Stored data entries:
=== Section Start ===
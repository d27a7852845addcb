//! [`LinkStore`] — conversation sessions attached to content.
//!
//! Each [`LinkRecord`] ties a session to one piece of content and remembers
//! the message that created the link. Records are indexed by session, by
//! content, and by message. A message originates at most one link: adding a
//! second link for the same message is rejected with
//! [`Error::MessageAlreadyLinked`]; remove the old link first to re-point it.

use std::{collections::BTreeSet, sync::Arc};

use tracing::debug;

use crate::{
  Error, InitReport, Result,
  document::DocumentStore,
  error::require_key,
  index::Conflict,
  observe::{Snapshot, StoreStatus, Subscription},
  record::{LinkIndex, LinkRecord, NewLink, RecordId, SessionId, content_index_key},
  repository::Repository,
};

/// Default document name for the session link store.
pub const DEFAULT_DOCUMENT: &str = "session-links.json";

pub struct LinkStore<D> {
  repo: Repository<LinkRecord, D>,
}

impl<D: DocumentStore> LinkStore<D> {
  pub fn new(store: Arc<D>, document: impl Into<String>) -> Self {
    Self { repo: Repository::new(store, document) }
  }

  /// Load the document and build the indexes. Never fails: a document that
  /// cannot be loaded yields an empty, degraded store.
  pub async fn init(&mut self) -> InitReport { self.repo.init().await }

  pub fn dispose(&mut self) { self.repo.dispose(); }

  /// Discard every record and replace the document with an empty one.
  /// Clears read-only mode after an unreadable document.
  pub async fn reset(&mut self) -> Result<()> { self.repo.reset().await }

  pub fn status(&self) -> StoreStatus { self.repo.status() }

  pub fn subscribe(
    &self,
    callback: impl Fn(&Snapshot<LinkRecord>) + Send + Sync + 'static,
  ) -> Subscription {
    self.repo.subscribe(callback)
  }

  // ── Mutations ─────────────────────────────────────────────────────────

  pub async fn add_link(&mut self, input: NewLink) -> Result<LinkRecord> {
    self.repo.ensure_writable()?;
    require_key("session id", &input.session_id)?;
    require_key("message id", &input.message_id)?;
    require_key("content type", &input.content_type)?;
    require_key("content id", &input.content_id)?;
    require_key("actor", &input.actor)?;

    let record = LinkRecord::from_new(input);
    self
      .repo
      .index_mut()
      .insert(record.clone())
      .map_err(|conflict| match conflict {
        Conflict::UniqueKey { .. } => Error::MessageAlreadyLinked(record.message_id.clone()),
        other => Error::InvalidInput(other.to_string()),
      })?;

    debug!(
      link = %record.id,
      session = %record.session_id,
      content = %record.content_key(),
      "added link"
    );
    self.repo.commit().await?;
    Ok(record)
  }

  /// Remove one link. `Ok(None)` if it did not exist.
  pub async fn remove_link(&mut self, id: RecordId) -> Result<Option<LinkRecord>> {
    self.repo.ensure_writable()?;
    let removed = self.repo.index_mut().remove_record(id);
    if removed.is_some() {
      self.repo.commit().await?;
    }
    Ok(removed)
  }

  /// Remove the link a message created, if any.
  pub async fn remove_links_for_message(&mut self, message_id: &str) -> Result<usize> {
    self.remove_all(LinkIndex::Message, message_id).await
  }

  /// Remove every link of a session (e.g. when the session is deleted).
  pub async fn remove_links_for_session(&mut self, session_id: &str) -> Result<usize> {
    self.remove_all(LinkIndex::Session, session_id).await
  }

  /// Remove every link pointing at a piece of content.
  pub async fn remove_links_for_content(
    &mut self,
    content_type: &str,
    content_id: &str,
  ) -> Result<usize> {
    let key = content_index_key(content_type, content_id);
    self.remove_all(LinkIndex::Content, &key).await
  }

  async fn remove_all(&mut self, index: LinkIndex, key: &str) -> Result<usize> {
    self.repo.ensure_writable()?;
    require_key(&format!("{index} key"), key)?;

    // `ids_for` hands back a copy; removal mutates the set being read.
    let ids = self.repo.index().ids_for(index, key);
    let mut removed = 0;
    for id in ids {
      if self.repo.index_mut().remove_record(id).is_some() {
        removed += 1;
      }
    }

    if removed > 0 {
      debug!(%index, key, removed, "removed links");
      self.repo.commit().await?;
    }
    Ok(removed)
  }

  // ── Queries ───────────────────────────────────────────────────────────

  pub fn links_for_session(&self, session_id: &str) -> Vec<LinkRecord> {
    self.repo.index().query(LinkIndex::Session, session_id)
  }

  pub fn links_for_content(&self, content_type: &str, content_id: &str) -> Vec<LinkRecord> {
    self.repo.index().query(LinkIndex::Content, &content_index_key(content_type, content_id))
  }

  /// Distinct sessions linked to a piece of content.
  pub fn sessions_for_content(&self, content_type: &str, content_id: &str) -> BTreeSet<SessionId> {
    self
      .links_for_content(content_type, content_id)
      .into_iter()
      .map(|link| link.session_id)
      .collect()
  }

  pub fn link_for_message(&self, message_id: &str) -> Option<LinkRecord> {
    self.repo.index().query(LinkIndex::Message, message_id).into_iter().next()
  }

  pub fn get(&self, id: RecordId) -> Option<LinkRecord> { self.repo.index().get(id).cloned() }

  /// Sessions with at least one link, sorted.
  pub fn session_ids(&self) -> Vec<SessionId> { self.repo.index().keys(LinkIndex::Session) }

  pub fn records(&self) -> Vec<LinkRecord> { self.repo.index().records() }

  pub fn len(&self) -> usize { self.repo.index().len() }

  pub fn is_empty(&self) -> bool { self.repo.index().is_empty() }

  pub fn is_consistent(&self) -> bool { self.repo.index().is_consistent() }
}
=== Section End ===
=== Section Start ===
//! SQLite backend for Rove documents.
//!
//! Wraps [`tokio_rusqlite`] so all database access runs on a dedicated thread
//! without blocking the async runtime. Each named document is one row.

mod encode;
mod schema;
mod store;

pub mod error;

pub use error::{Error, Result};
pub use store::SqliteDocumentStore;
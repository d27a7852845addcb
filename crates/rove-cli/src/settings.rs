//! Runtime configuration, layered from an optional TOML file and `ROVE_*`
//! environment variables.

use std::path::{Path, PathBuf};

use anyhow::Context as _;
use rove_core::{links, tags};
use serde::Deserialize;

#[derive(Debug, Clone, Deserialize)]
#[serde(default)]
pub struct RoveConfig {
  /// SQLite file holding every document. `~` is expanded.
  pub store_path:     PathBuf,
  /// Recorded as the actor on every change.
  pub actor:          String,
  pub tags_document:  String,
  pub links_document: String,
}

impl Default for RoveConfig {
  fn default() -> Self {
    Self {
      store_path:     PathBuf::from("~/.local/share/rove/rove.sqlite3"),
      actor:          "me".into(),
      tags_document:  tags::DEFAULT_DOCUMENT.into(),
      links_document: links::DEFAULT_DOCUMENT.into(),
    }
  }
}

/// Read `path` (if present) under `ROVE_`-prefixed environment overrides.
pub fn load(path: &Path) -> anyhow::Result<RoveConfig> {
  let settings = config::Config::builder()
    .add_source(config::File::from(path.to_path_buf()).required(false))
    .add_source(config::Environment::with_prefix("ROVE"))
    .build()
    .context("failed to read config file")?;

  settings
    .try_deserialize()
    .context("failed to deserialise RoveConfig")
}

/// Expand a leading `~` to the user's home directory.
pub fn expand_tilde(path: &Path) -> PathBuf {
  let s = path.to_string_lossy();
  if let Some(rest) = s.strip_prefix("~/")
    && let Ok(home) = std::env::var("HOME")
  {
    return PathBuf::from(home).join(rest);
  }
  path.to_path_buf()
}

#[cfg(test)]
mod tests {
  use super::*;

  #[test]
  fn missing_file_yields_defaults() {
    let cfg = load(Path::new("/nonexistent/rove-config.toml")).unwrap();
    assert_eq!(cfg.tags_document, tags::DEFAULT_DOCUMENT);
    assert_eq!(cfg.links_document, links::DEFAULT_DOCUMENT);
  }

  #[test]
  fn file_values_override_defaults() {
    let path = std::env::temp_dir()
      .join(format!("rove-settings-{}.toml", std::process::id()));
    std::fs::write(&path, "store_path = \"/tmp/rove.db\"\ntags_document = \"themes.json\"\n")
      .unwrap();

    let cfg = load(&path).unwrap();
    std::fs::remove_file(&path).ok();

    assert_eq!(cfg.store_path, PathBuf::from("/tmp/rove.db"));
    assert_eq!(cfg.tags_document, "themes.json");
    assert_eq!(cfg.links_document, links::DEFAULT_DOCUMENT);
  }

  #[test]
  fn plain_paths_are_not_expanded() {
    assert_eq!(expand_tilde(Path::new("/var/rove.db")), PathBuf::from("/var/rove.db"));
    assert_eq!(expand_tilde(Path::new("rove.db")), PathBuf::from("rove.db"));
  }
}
=== Section End ===
### Required action
Nothing but a number should be given: the count of lines above that include the string "subscribe".

### Answer to the problem
2